SUPPLIED DATA:
//! Resolution Engine
//!
//! Runs the pipeline stages in order and turns their diagnostics into a
//! single all-or-nothing result.

use tracing::{debug, info, warn};
use veld_domain::entities::ComponentDescriptor;
use veld_domain::error::{Error, Result};
use veld_domain::value_objects::{
    Diagnostic, DiagnosticCode, Diagnostics, ResolutionOptions, ResolutionPlan,
};

use crate::conditions::ConditionEvaluator;
use crate::cycles::CycleDetector;
use crate::graph::GraphBuilder;
use crate::planner::InitializationPlanner;
use crate::ports::{DescriptorSource, PlanSink};
use crate::values::ValueResolver;

/// Stateless resolver; one instance can serve any number of builds
///
/// ## Example
///
/// ```rust
/// use veld_application::ResolutionEngine;
/// use veld_domain::entities::{ComponentDescriptor, DependencyRequirement};
/// use veld_domain::value_objects::ResolutionOptions;
///
/// let descriptors = vec![
///     ComponentDescriptor::new("app.Service")
///         .with_dependency(DependencyRequirement::single("app.Repository")),
///     ComponentDescriptor::new("app.Repository"),
/// ];
///
/// let plan = ResolutionEngine::new()
///     .resolve(&descriptors, &ResolutionOptions::default())
///     .unwrap();
/// assert_eq!(plan.ids(), vec!["app.Repository", "app.Service"]);
/// ```
#[derive(Debug, Clone, Copy, Default)]
pub struct ResolutionEngine;

impl ResolutionEngine {
    /// Create an engine
    pub fn new() -> Self {
        Self
    }

    /// Resolve a descriptor set into an initialization plan
    ///
    /// Diagnostics from every stage are accumulated. The plan is returned
    /// only when no ERROR was produced; warnings and exclusion traces travel
    /// with it. The result does not depend on the order of `descriptors`.
    ///
    /// # Errors
    ///
    /// Returns every diagnostic of the run, canonically sorted, when at
    /// least one is an ERROR (after strict-mode promotion).
    pub fn resolve(
        &self,
        descriptors: &[ComponentDescriptor],
        options: &ResolutionOptions,
    ) -> std::result::Result<ResolutionPlan, Vec<Diagnostic>> {
        debug!(
            descriptors = descriptors.len(),
            profiles = options.active_profiles.len(),
            strict = options.strict,
            "Resolution started"
        );
        let mut diagnostics = Diagnostics::new();
        let plan = Self::run_stages(descriptors, options, &mut diagnostics);

        if options.strict {
            diagnostics.promote_warnings();
        }

        match plan {
            Some(mut plan) if !diagnostics.has_errors() => {
                plan.diagnostics = diagnostics.into_sorted();
                info!(
                    components = plan.len(),
                    diagnostics = plan.diagnostics.len(),
                    "Resolution plan ready"
                );
                Ok(plan)
            }
            _ => {
                let diagnostics = diagnostics.into_sorted();
                let errors = diagnostics.iter().filter(|d| d.is_error()).count();
                warn!(errors, total = diagnostics.len(), "Resolution failed");
                Err(diagnostics)
            }
        }
    }

    /// Load descriptors from `source`, resolve them, and hand the plan to `sink`
    ///
    /// # Errors
    ///
    /// Returns the source or sink error, or [`Error::ResolutionFailed`]
    /// carrying the diagnostics of a failed run.
    pub fn run(
        &self,
        source: &dyn DescriptorSource,
        sink: &dyn PlanSink,
        options: &ResolutionOptions,
    ) -> Result<ResolutionPlan> {
        let descriptors = source.load_descriptors()?;
        let plan = self
            .resolve(&descriptors, options)
            .map_err(Error::resolution_failed)?;
        sink.write_plan(&plan)?;
        Ok(plan)
    }

    fn run_stages(
        descriptors: &[ComponentDescriptor],
        options: &ResolutionOptions,
        diagnostics: &mut Diagnostics,
    ) -> Option<ResolutionPlan> {
        let outcome = ConditionEvaluator::new(options).evaluate(descriptors, diagnostics);
        if !outcome.converged {
            return None;
        }
        debug!(
            active = outcome.active.len(),
            excluded = outcome.excluded.len(),
            "Conditions evaluated"
        );

        let graph = GraphBuilder::new()
            .with_excluded(outcome.excluded)
            .build(outcome.active, diagnostics)?;

        let values = ValueResolver::new(options).resolve_all(&graph, diagnostics);

        let cycles = CycleDetector::detect_cycles(&graph);
        if !cycles.is_empty() {
            for cycle in &cycles {
                let anchor = cycle.members().first().map_or("", String::as_str);
                warn!(%cycle, "Circular dependency");
                diagnostics.report(
                    DiagnosticCode::CircularDependencyError,
                    anchor,
                    format!("circular dependency: {cycle}"),
                );
            }
            return None;
        }

        InitializationPlanner::new(&graph).plan(&values, diagnostics)
    }
}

EXERCISE OBJECTIVE: The lines from the beginning of the records through the line containing "sorted, when at" should be reproduced exactly. Include nothing else.

THE ANSWER:
//! Resolution Engine
//!
//! Runs the pipeline stages in order and turns their diagnostics into a
//! single all-or-nothing result.

use tracing::{debug, info, warn};
use veld_domain::entities::ComponentDescriptor;
use veld_domain::error::{Error, Result};
use veld_domain::value_objects::{
    Diagnostic, DiagnosticCode, Diagnostics, ResolutionOptions, ResolutionPlan,
};

use crate::conditions::ConditionEvaluator;
use crate::cycles::CycleDetector;
use crate::graph::GraphBuilder;
use crate::planner::InitializationPlanner;
use crate::ports::{DescriptorSource, PlanSink};
use crate::values::ValueResolver;

/// Stateless resolver; one instance can serve any number of builds
///
/// ## Example
///
/// ```rust
/// use veld_application::ResolutionEngine;
/// use veld_domain::entities::{ComponentDescriptor, DependencyRequirement};
/// use veld_domain::value_objects::ResolutionOptions;
///
/// let descriptors = vec![
///     ComponentDescriptor::new("app.Service")
///         .with_dependency(DependencyRequirement::single("app.Repository")),
///     ComponentDescriptor::new("app.Repository"),
/// ];
///
/// let plan = ResolutionEngine::new()
///     .resolve(&descriptors, &ResolutionOptions::default())
///     .unwrap();
/// assert_eq!(plan.ids(), vec!["app.Repository", "app.Service"]);
/// ```
#[derive(Debug, Clone, Copy, Default)]
pub struct ResolutionEngine;

impl ResolutionEngine {
    /// Create an engine
    pub fn new() -> Self {
        Self
    }

    /// Resolve a descriptor set into an initialization plan
    ///
    /// Diagnostics from every stage are accumulated. The plan is returned
    /// only when no ERROR was produced; warnings and exclusion traces travel
    /// with it. The result does not depend on the order of `descriptors`.
    ///
    /// # Errors
    ///
    /// Returns every diagnostic of the run, canonically sorted, when at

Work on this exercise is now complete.